L'histoire policière, au demeurant fort intéressante, me semble presque passer au second plan devant la description par le menu du "samouraï". La longue présentation en début de film où Delon gît et fume sur son lit dans une piaule spartiate où il n'y a aucun confort sinon l'essentiel pour survivre. Et un oiseau dans une cage. On pourrait dire que l'oiseau humanise l'appartement car c'est le seul à émettre un son régulier (toujours le même, triste). On pourrait dire aussi qu'il est le gardien de l'appartement mais ce serait aussi oublier que tenir un piaf en cage dans un appartement sordide n'est pas forcément une grande preuve d'humanité.
Melville a poussé la description de son héros à l'épure du tueur, solitaire, invincible. Par exemple, lors de ses deux meurtres, on ne le voit même pas dégainer. Je me suis amusé à repasser au ralenti les deux scènes où l'image passe directement d'une position anodine des mains à celle où le revolver est en main en train de tirer. C'est bien à cette notion d'invincibilité, d'inhumanité à laquelle Melville voulait arriver.

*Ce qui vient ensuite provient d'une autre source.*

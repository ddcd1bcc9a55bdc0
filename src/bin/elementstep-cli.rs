//! Elementstep CLI - run and inspect lookup-step process models
//!
//! Provides subcommands for initializing a model directory, printing the
//! registered definitions, and executing token visits.

use clap::{Parser, Subcommand};
use elementstep::runtime::model::Model;
use elementstep::runtime::registry::DefinitionCatalog;
use elementstep::runtime::schema::PropertyKind;
use elementstep::{Runtime, RuntimeConfig};
use std::path::PathBuf;

#[derive(Parser)]
#[command(name = "elementstep")]
#[command(about = "Element lookup step runtime for process models", long_about = None)]
struct Cli {
    /// Directory holding config.json and model.json
    #[arg(short, long, default_value = ".elementstep")]
    root: PathBuf,

    #[command(subcommand)]
    command: Commands,
}

#[derive(Subcommand)]
enum Commands {
    /// Write a default config and a sample model
    Init {
        /// Maximum number of trace records retained
        #[arg(long, default_value = "1024")]
        trace_capacity: usize,
    },

    /// Print registered definitions and their schema fingerprints
    Schema,

    /// Execute token visits of a placed step
    Run {
        /// Placed step name
        #[arg(short, long, default_value = "Lookup1")]
        step: String,

        /// Number of visits
        #[arg(short, long, default_value = "1")]
        visits: usize,
    },
}

fn main() -> anyhow::Result<()> {
    // Initialize tracing
    tracing_subscriber::fmt()
        .with_env_filter(
            tracing_subscriber::EnvFilter::from_default_env()
                .add_directive(tracing::Level::INFO.into()),
        )
        .init();

    let cli = Cli::parse();

    match cli.command {
        Commands::Init { trace_capacity } => {
            let config = RuntimeConfig {
                root: cli.root.clone(),
                trace_capacity,
                ..Default::default()
            };
            Runtime::init(&config, &Model::sample())?;
            println!("Initialized model at {:?}", cli.root);
        }

        Commands::Schema => {
            let registry = DefinitionCatalog::global().snapshot();
            for name in registry.step_names() {
                let step = registry.step(name)?;
                println!("step {} {} (exits: {})", name, step.unique_id(), step.number_of_exits());
                println!("  {}", step.description());
                println!("  fingerprint {}", registry.fingerprint(name)?);
                print_schema(&registry.schema(name)?, 2);
            }
            for name in registry.element_names() {
                let element = registry.element(name)?;
                println!("element {} {}", name, element.unique_id());
                println!("  {}", element.description());
                println!("  fingerprint {}", registry.fingerprint(name)?);
                print_schema(&registry.schema(name)?, 2);
            }
        }

        Commands::Run { step, visits } => {
            let mut runtime = Runtime::load(cli.root)?;
            let outcomes = runtime.run(&step, visits)?;
            println!("Executed {} visits of {}", outcomes.len(), step);

            for outcome in &outcomes {
                for record in &outcome.records {
                    println!("  [{}] {}", outcome.visit, record.message);
                }
            }

            println!("States:");
            for (name, value) in runtime.model().states.iter() {
                println!("  {} = {}", name, value);
            }
        }
    }

    Ok(())
}

fn print_schema(schema: &elementstep::runtime::schema::PropertySchema, indent: usize) {
    let pad = " ".repeat(indent);
    for prop in schema.iter() {
        let required = if prop.required { " required" } else { "" };
        let default = prop
            .default
            .as_deref()
            .map(|d| format!(" default {}", d))
            .unwrap_or_default();
        match &prop.kind {
            PropertyKind::RepeatGroup { properties } => {
                println!("{}{}: repeat group{}", pad, prop.name, required);
                print_schema(properties, indent + 2);
            }
            PropertyKind::Element { definition } => {
                println!("{}{}: element {}{}", pad, prop.name, definition, required);
            }
            kind => println!("{}{}: {:?}{}{}", pad, prop.name, kind, required, default),
        }
    }
}
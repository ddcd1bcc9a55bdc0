//! Property schemas for step and element definitions
//!
//! A definition declares the properties a modeler configures on each placed
//! instance. Schemas are fingerprinted with Blake3 so a saved model can be
//! checked against the definitions it was authored for.

use blake3::Hasher;
use serde::{Deserialize, Serialize};
use std::fmt::Write as _;
use uuid::Uuid;

use super::error::{SchemaError, SchemaResult};

/// Schema fingerprint (hex-encoded Blake3 hash)
pub type Fingerprint = String;

/// Kind of a declared property
#[derive(Debug, Clone, PartialEq, Serialize, Deserialize)]
pub enum PropertyKind {
    /// Expression evaluated at run time
    Expression,
    /// Literal string
    String,
    /// Literal real number
    Real,
    /// Reference to a state
    State,
    /// Reference to an element instance of the given definition
    Element {
        /// Unique id of the element definition
        definition: Uuid,
    },
    /// Repeating rows, each carrying the nested properties
    RepeatGroup {
        /// Row schema
        properties: PropertySchema,
    },
}

/// A single property declaration
#[derive(Debug, Clone, PartialEq, Serialize, Deserialize)]
pub struct PropertyDefinition {
    /// Property name, unique within its schema
    pub name: String,
    /// Property kind
    pub kind: PropertyKind,
    /// Whether a value must be supplied
    pub required: bool,
    /// Default value text
    pub default: Option<String>,
}

/// Ordered collection of property declarations
#[derive(Debug, Clone, Default, PartialEq, Serialize, Deserialize)]
pub struct PropertySchema {
    properties: Vec<PropertyDefinition>,
}

impl PropertySchema {
    /// Create an empty schema
    pub fn new() -> Self {
        Self::default()
    }

    /// Add an expression property with a default value
    pub fn add_expression(
        &mut self,
        name: &str,
        default: &str,
    ) -> SchemaResult<&mut PropertyDefinition> {
        self.add(name, PropertyKind::Expression, Some(default.to_string()))
    }

    /// Add a literal string property
    pub fn add_string(&mut self, name: &str, default: &str) -> SchemaResult<&mut PropertyDefinition> {
        self.add(name, PropertyKind::String, Some(default.to_string()))
    }

    /// Add a literal real property
    pub fn add_real(&mut self, name: &str, default: f64) -> SchemaResult<&mut PropertyDefinition> {
        self.add(name, PropertyKind::Real, Some(default.to_string()))
    }

    /// Add a state reference property
    pub fn add_state(&mut self, name: &str) -> SchemaResult<&mut PropertyDefinition> {
        self.add(name, PropertyKind::State, None)
    }

    /// Add an element reference property
    pub fn add_element(
        &mut self,
        name: &str,
        definition: Uuid,
    ) -> SchemaResult<&mut PropertyDefinition> {
        self.add(name, PropertyKind::Element { definition }, None)
    }

    /// Add a repeat group whose rows follow `rows`
    pub fn add_repeat_group(
        &mut self,
        name: &str,
        rows: PropertySchema,
    ) -> SchemaResult<&mut PropertyDefinition> {
        self.add(name, PropertyKind::RepeatGroup { properties: rows }, None)
    }

    fn add(
        &mut self,
        name: &str,
        kind: PropertyKind,
        default: Option<String>,
    ) -> SchemaResult<&mut PropertyDefinition> {
        if self.get(name).is_some() {
            return Err(SchemaError::DuplicateProperty(name.to_string()));
        }
        self.properties.push(PropertyDefinition {
            name: name.to_string(),
            kind,
            required: false,
            default,
        });
        let last = self.properties.len() - 1;
        Ok(&mut self.properties[last])
    }

    /// Look up a property by name
    pub fn get(&self, name: &str) -> Option<&PropertyDefinition> {
        self.properties.iter().find(|p| p.name == name)
    }

    /// Iterate over declared properties in order
    pub fn iter(&self) -> impl Iterator<Item = &PropertyDefinition> {
        self.properties.iter()
    }

    /// Number of declared properties
    pub fn len(&self) -> usize {
        self.properties.len()
    }

    /// Whether no properties are declared
    pub fn is_empty(&self) -> bool {
        self.properties.is_empty()
    }

    fn write_canonical(&self, out: &mut String) {
        for prop in &self.properties {
            let _ = write!(out, "{}:", prop.name);
            match &prop.kind {
                PropertyKind::Expression => out.push_str("expr"),
                PropertyKind::String => out.push_str("string"),
                PropertyKind::Real => out.push_str("real"),
                PropertyKind::State => out.push_str("state"),
                PropertyKind::Element { definition } => {
                    let _ = write!(out, "element<{}>", definition);
                }
                PropertyKind::RepeatGroup { properties } => {
                    out.push_str("group[");
                    properties.write_canonical(out);
                    out.push(']');
                }
            }
            let _ = write!(
                out,
                ":{}:{};",
                if prop.required { "req" } else { "opt" },
                prop.default.as_deref().unwrap_or("")
            );
        }
    }
}

/// Compute a stable fingerprint for a definition's schema
pub fn fingerprint(name: &str, unique_id: Uuid, schema: &PropertySchema) -> Fingerprint {
    let mut canonical = String::new();
    schema.write_canonical(&mut canonical);

    let mut hasher = Hasher::new();
    hasher.update(name.as_bytes());
    hasher.update(b"|");
    hasher.update(unique_id.as_bytes());
    hasher.update(b"|");
    hasher.update(canonical.as_bytes());
    hasher.finalize().to_hex().to_string()
}

#[cfg(test)]
mod tests {
    use super::*;

    fn sample() -> PropertySchema {
        let mut schema = PropertySchema::new();
        schema.add_expression("Name", "\"ABC\"").unwrap().required = true;
        schema.add_state("Response").unwrap().required = true;
        schema
    }

    #[test]
    fn test_duplicate_property_rejected() {
        let mut schema = sample();
        let err = schema.add_state("Response").unwrap_err();
        assert!(matches!(err, SchemaError::DuplicateProperty(name) if name == "Response"));
        assert_eq!(schema.len(), 2);
    }

    #[test]
    fn test_fingerprint_stability() {
        let id = Uuid::nil();
        assert_eq!(fingerprint("S", id, &sample()), fingerprint("S", id, &sample()));
    }

    #[test]
    fn test_fingerprint_tracks_schema_changes() {
        let id = Uuid::nil();
        let base = fingerprint("S", id, &sample());

        let mut changed = sample();
        changed.add_real("Extra", 1.0).unwrap();
        assert_ne!(base, fingerprint("S", id, &changed));

        let mut optional = PropertySchema::new();
        optional.add_expression("Name", "\"ABC\"").unwrap();
        optional.add_state("Response").unwrap().required = true;
        assert_ne!(base, fingerprint("S", id, &optional));
    }

    #[test]
    fn test_nested_group_lookup() {
        let mut rows = PropertySchema::new();
        rows.add_element("Item", Uuid::nil()).unwrap();
        let mut schema = PropertySchema::new();
        schema.add_repeat_group("Items", rows).unwrap();

        match &schema.get("Items").unwrap().kind {
            PropertyKind::RepeatGroup { properties } => assert!(properties.get("Item").is_some()),
            other => panic!("unexpected kind {:?}", other),
        }
    }
}
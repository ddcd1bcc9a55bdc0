//! Element lookup step and the collaborator traits it executes against
//!
//! The step never sees the host's property system directly. It holds a typed
//! [`StepBindings`] bundle resolved at construction: a name expression, a row
//! source over the repeat group, and a sink for the response state. Each call
//! to [`ElementLookupStep::execute`] resolves the target name, scans rows in
//! order, and writes the first match (or 0.0) into the response state.

use tracing::{debug, info, trace, warn};

use super::error::StepResult;
use super::trace::TraceRecord;

/// Exit taken by a token leaving a step
#[derive(Debug, Clone, Copy, PartialEq, Eq)]
pub enum ExitType {
    /// Primary exit
    FirstExit,
    /// Alternate exit, only offered by two-exit steps
    SecondExit,
}

/// Value the response state receives when no row matches
pub const DEFAULT_RESPONSE: f64 = 0.0;

/// An element exposing a name and a scalar value
pub trait NamedElement {
    /// Element name compared against the target name
    fn name(&self) -> &str;

    /// Scalar value copied on a match
    fn value(&self) -> f64;
}

/// Context the host hands to a step for one token visit
pub trait StepContext {
    /// Record a trace line for operators
    fn trace(&mut self, record: TraceRecord);
}

/// Evaluates the configured target-name expression
pub trait NameExpression<C: ?Sized> {
    /// Evaluate against the current context and render as a string
    fn evaluate(&self, ctx: &C) -> StepResult<String>;
}

/// Enumerates the rows of a repeat group of element references
///
/// A row handle is a scoped acquisition: whatever it holds is released when
/// the handle is dropped.
pub trait RowSource<C: ?Sized> {
    /// Handle to one row's element
    type Row<'r>: NamedElement
    where
        Self: 'r,
        C: 'r;

    /// Current number of rows
    fn count(&self, ctx: &C) -> StepResult<usize>;

    /// Acquire the element referenced by row `index`
    fn row<'r>(&'r self, index: usize, ctx: &'r C) -> StepResult<Self::Row<'r>>;
}

/// Writable real-valued state cell
pub trait StateSink<C: ?Sized> {
    /// Replace the state's value
    fn write(&self, ctx: &mut C, value: f64) -> StepResult<()>;
}

/// Typed bindings captured once when a step is constructed
#[derive(Debug, Clone)]
pub struct StepBindings<N, R, S> {
    /// Target-name expression
    pub target_name: N,
    /// Repeat group of element references
    pub elements: R,
    /// Response state
    pub response: S,
}

/// A step placed in a process
pub trait Step<C: ?Sized> {
    /// Execute the step for one token visit
    fn execute(&self, ctx: &mut C) -> StepResult<ExitType>;
}

/// Copies the value of the first element whose name matches the target name
#[derive(Debug, Clone)]
pub struct ElementLookupStep<N, R, S> {
    bindings: StepBindings<N, R, S>,
}

impl<N, R, S> ElementLookupStep<N, R, S> {
    /// Create a step from resolved bindings
    pub fn new(bindings: StepBindings<N, R, S>) -> Self {
        Self { bindings }
    }

    /// Bindings this step was constructed with
    pub fn bindings(&self) -> &StepBindings<N, R, S> {
        &self.bindings
    }
}

impl<C, N, R, S> Step<C> for ElementLookupStep<N, R, S>
where
    C: StepContext + ?Sized,
    N: NameExpression<C>,
    R: RowSource<C>,
    S: StateSink<C>,
{
    fn execute(&self, ctx: &mut C) -> StepResult<ExitType> {
        let target = self.bindings.target_name.evaluate(ctx)?;
        let count = self.bindings.elements.count(ctx)?;
        debug!(target_name = %target, rows = count, "Looking up element");

        let mut response = DEFAULT_RESPONSE;
        let mut matched = None;

        for index in 0..count {
            let row = self.bindings.elements.row(index, ctx)?;
            trace!(index, name = row.name(), "Comparing row");
            if row.name() == target {
                response = row.value();
                matched = Some(index);
                break;
            }
        }

        if matched.is_none() {
            warn!(target_name = %target, rows = count, "No element matched, writing default");
        }

        self.bindings.response.write(ctx, response)?;

        let record = TraceRecord::lookup(&target, response, matched);
        info!("{}", record.message);
        ctx.trace(record);

        Ok(ExitType::FirstExit)
    }
}
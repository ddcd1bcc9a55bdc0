//! Property tests for the lookup step
//!
//! Generates small element collections over a narrow name alphabet so that
//! matches, misses, and duplicate names all occur frequently.

use elementstep::runtime::element::TestElement;
use elementstep::runtime::model::{Model, StepInstance};
use elementstep::runtime::state::StateValue;
use elementstep::{Runtime, RuntimeConfig};
use proptest::prelude::*;

fn name() -> impl Strategy<Value = String> {
    prop_oneof![
        Just(String::new()),
        Just("A".to_string()),
        Just("B".to_string()),
        Just("ABC".to_string()),
        "[a-c]{1,2}",
    ]
}

fn rows() -> impl Strategy<Value = Vec<(String, f64)>> {
    prop::collection::vec((name(), -1.0e6..1.0e6f64), 0..12)
}

fn runtime(target: &str, rows: &[(String, f64)], initial: f64) -> Runtime {
    let mut model = Model::new();
    let mut ids = Vec::new();
    for (i, (name, value)) in rows.iter().enumerate() {
        let id = format!("E{}", i);
        model.add_element(TestElement::new(id.clone(), name.clone(), *value));
        ids.push(id);
    }
    model
        .add_state("Target", StateValue::Text(target.to_string()))
        .add_state("Response", StateValue::Real(initial))
        .set_group("Rows", ids)
        .add_step(
            StepInstance::new("Lookup", "TestStep")
                .with("TestElementName", "Target")
                .with("TestElements", "Rows")
                .with("ResponseValue", "Response"),
        );
    Runtime::new(RuntimeConfig::default(), model).unwrap()
}

proptest! {
    #[test]
    fn first_match_or_zero(target in name(), rows in rows(), initial in -10.0..10.0f64) {
        let mut runtime = runtime(&target, &rows, initial);
        let outcome = runtime.visit("Lookup").unwrap();

        let first = rows.iter().position(|(n, _)| *n == target);
        let expected = first.map(|i| rows[i].1).unwrap_or(0.0);
        let touched = first.map(|i| i + 1).unwrap_or(rows.len());

        prop_assert_eq!(runtime.model().states.real("Response"), Some(expected));
        prop_assert_eq!(outcome.rows_acquired, touched);
        prop_assert_eq!(outcome.rows_released, touched);
        prop_assert_eq!(outcome.records.len(), 1);
        prop_assert_eq!(&outcome.records[0].target, &target);
        prop_assert_eq!(outcome.records[0].value, expected);
        prop_assert_eq!(outcome.records[0].matched_row, first);
    }

    #[test]
    fn visits_are_idempotent(target in name(), rows in rows()) {
        let mut runtime = runtime(&target, &rows, 0.0);

        runtime.visit("Lookup").unwrap();
        let once = runtime.model().states.real("Response");
        runtime.visit("Lookup").unwrap();
        let twice = runtime.model().states.real("Response");

        prop_assert_eq!(once, twice);
    }
}
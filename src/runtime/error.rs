//! Error types for the element step runtime
//!
//! Domain errors use thiserror; the filesystem and CLI boundary converts them
//! into anyhow where convenient.

use std::io;
use std::path::PathBuf;
use thiserror::Error;

/// Top-level runtime error
#[derive(Debug, Error)]
pub enum RuntimeError {
    /// Schema and definition errors
    #[error("Schema error: {0}")]
    Schema(#[from] SchemaError),

    /// Property binding errors raised while constructing a step
    #[error("Binding error: {0}")]
    Binding(#[from] BindingError),

    /// Errors raised by a collaborator during step execution
    #[error("Step error: {0}")]
    Step(#[from] StepError),

    /// Storage-related errors
    #[error("Storage error: {0}")]
    Storage(#[from] StorageError),

    /// No placed step with this name
    #[error("Step '{0}' not found in model")]
    UnknownStep(String),

    /// Configuration errors
    #[error("Configuration error: {0}")]
    Config(String),
}

/// Property schema and definition catalog errors
#[derive(Debug, Error)]
pub enum SchemaError {
    /// Property declared twice in one schema
    #[error("Property '{0}' is already defined")]
    DuplicateProperty(String),

    /// Definition name or unique id registered twice
    #[error("Definition '{0}' is already registered")]
    DuplicateDefinition(String),

    /// Definition not present in the catalog
    #[error("Unknown definition '{0}'")]
    UnknownDefinition(String),

    /// Model was saved against a different schema
    #[error("Fingerprint mismatch for '{definition}': expected {expected}, found {found}")]
    FingerprintMismatch {
        /// Definition name
        definition: String,
        /// Fingerprint of the registered schema
        expected: String,
        /// Fingerprint recorded in the model
        found: String,
    },
}

/// Convenience result alias for schema operations
pub type SchemaResult<T> = std::result::Result<T, SchemaError>;

/// Errors detected while resolving a step's property bindings
#[derive(Debug, Error)]
pub enum BindingError {
    /// Required property has no value
    #[error("Required property '{0}' is not set")]
    MissingProperty(String),

    /// Repeat group not present in the model
    #[error("Repeat group '{0}' not found")]
    UnknownGroup(String),

    /// Row references an element instance that does not exist
    #[error("Row {row} of '{group}' references unknown element '{element}'")]
    UnknownElement {
        /// Repeat group name
        group: String,
        /// Row index
        row: usize,
        /// Referenced element id
        element: String,
    },

    /// Row references an element of the wrong definition
    #[error("Element '{element}' is not a {expected}")]
    WrongElementType {
        /// Referenced element id
        element: String,
        /// Expected definition name
        expected: String,
    },

    /// State not present in the model
    #[error("State '{0}' not found")]
    UnknownState(String),

    /// State exists but cannot hold a real value
    #[error("State '{0}' is not a real state")]
    NotRealState(String),

    /// Target-name expression failed to parse
    #[error("Invalid expression: {0}")]
    Expression(#[from] ExpressionError),
}

/// Convenience result alias for binding resolution
pub type BindingResult<T> = std::result::Result<T, BindingError>;

/// Expression parsing and evaluation errors
#[derive(Debug, Clone, PartialEq, Error)]
pub enum ExpressionError {
    /// Expression text is empty
    #[error("Expression is empty")]
    Empty,

    /// Syntax error
    #[error("Parse error at {position}: {detail}")]
    Parse {
        /// Byte offset of the error
        position: usize,
        /// Description of the error
        detail: String,
    },

    /// Identifier does not name a state
    #[error("Unknown state '{0}' in expression")]
    UnknownState(String),
}

/// Convenience result alias for expression operations
pub type ExpressionResult<T> = std::result::Result<T, ExpressionError>;

/// Collaborator failures surfaced while a step executes
#[derive(Debug, Error)]
pub enum StepError {
    /// Row index beyond the current row count
    #[error("Row {index} out of range (count {count})")]
    RowOutOfRange {
        /// Requested row
        index: usize,
        /// Current row count
        count: usize,
    },

    /// Repeat group removed after construction
    #[error("Repeat group '{0}' not found")]
    UnknownGroup(String),

    /// Element removed after construction
    #[error("Element '{0}' not found")]
    UnknownElement(String),

    /// Element replaced by one of another definition
    #[error("Element '{element}' is not a {expected}")]
    WrongElementType {
        /// Element id
        element: String,
        /// Expected definition name
        expected: String,
    },

    /// State removed after construction
    #[error("State '{0}' not found")]
    UnknownState(String),

    /// State changed to a non-real kind after construction
    #[error("State '{0}' is not a real state")]
    NotRealState(String),

    /// Target-name expression failed to evaluate
    #[error("Expression evaluation failed: {0}")]
    Expression(#[from] ExpressionError),
}

/// Convenience result alias for step execution
pub type StepResult<T> = std::result::Result<T, StepError>;

/// Storage-specific errors
#[derive(Debug, Error)]
pub enum StorageError {
    /// Path not found
    #[error("Path not found: {0}")]
    PathNotFound(PathBuf),

    /// Atomic write failed
    #[error("Atomic write failed for {path}: {detail}")]
    AtomicWriteFailed {
        /// Path where write failed
        path: PathBuf,
        /// Error details
        detail: String,
    },

    /// Two elements in a stored model share an id
    #[error("Element '{0}' is defined more than once")]
    DuplicateElement(String),

    /// IO error
    #[error("IO error: {0}")]
    Io(#[from] io::Error),

    /// JSON error
    #[error("JSON error: {0}")]
    Json(#[from] serde_json::Error),
}

/// Convenience result alias for storage operations
pub type StorageResult<T> = std::result::Result<T, StorageError>;

/// Result type using RuntimeError
pub type Result<T> = std::result::Result<T, RuntimeError>;

#[cfg(test)]
mod tests {
    use super::*;

    #[test]
    fn test_step_error_wraps_expression_error() {
        let err: StepError = ExpressionError::UnknownState("Missing".into()).into();
        assert_eq!(
            err.to_string(),
            "Expression evaluation failed: Unknown state 'Missing' in expression"
        );
    }

    #[test]
    fn test_runtime_error_from_binding() {
        let err: RuntimeError = BindingError::NotRealState("Label".into()).into();
        assert!(matches!(err, RuntimeError::Binding(BindingError::NotRealState(_))));
        assert_eq!(err.to_string(), "Binding error: State 'Label' is not a real state");
    }
}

Spoiler : Invincibilité face aux hommes, uniquement ! Car le message se brouille à la fin où j'ai beau voir et revoir ce film, je suis toujours dans le doute. La question qui se pose lorsque Cathy Rosier (la pianiste) fait les yeux doux à Delon qui y semble (enfin) sensible, comme attiré. Je ne vois qu'une réponse possible, c'est que Cathy Rosier représente la mort de Delon. On ne peut pas tuer sa mort. On ne peut que s'y livrer. François Périer, excellent en commissaire, n'est finalement qu'un rabatteur qui travaille pour elle !
Delon offre dans ce film une performance intéressante. Son regard glacé, paralysant (scènes de confrontation, par exemple) est redoutable. Son extrême tension lorsqu'il essaie les clés pour démarrer une voiture volée est à mettre en face de celle, débonnaire, du flic qui utilise le même matériel pour ouvrir la porte de l'appartement.
J'aime beaucoup le personnage et la prestation de Nathalie Delon en femme libre même si, en vérité, elle est soumise au pouvoir hypnotique de Delon.
Je reste toujours impressionné par le personnage de Cathy Rosier en maîtresse du Jeu. En Reine de la nuit. Il semble que ce soit son premier rôle mais quel rôle !
Le samouraï, un film mythique… Du Melville, quoi !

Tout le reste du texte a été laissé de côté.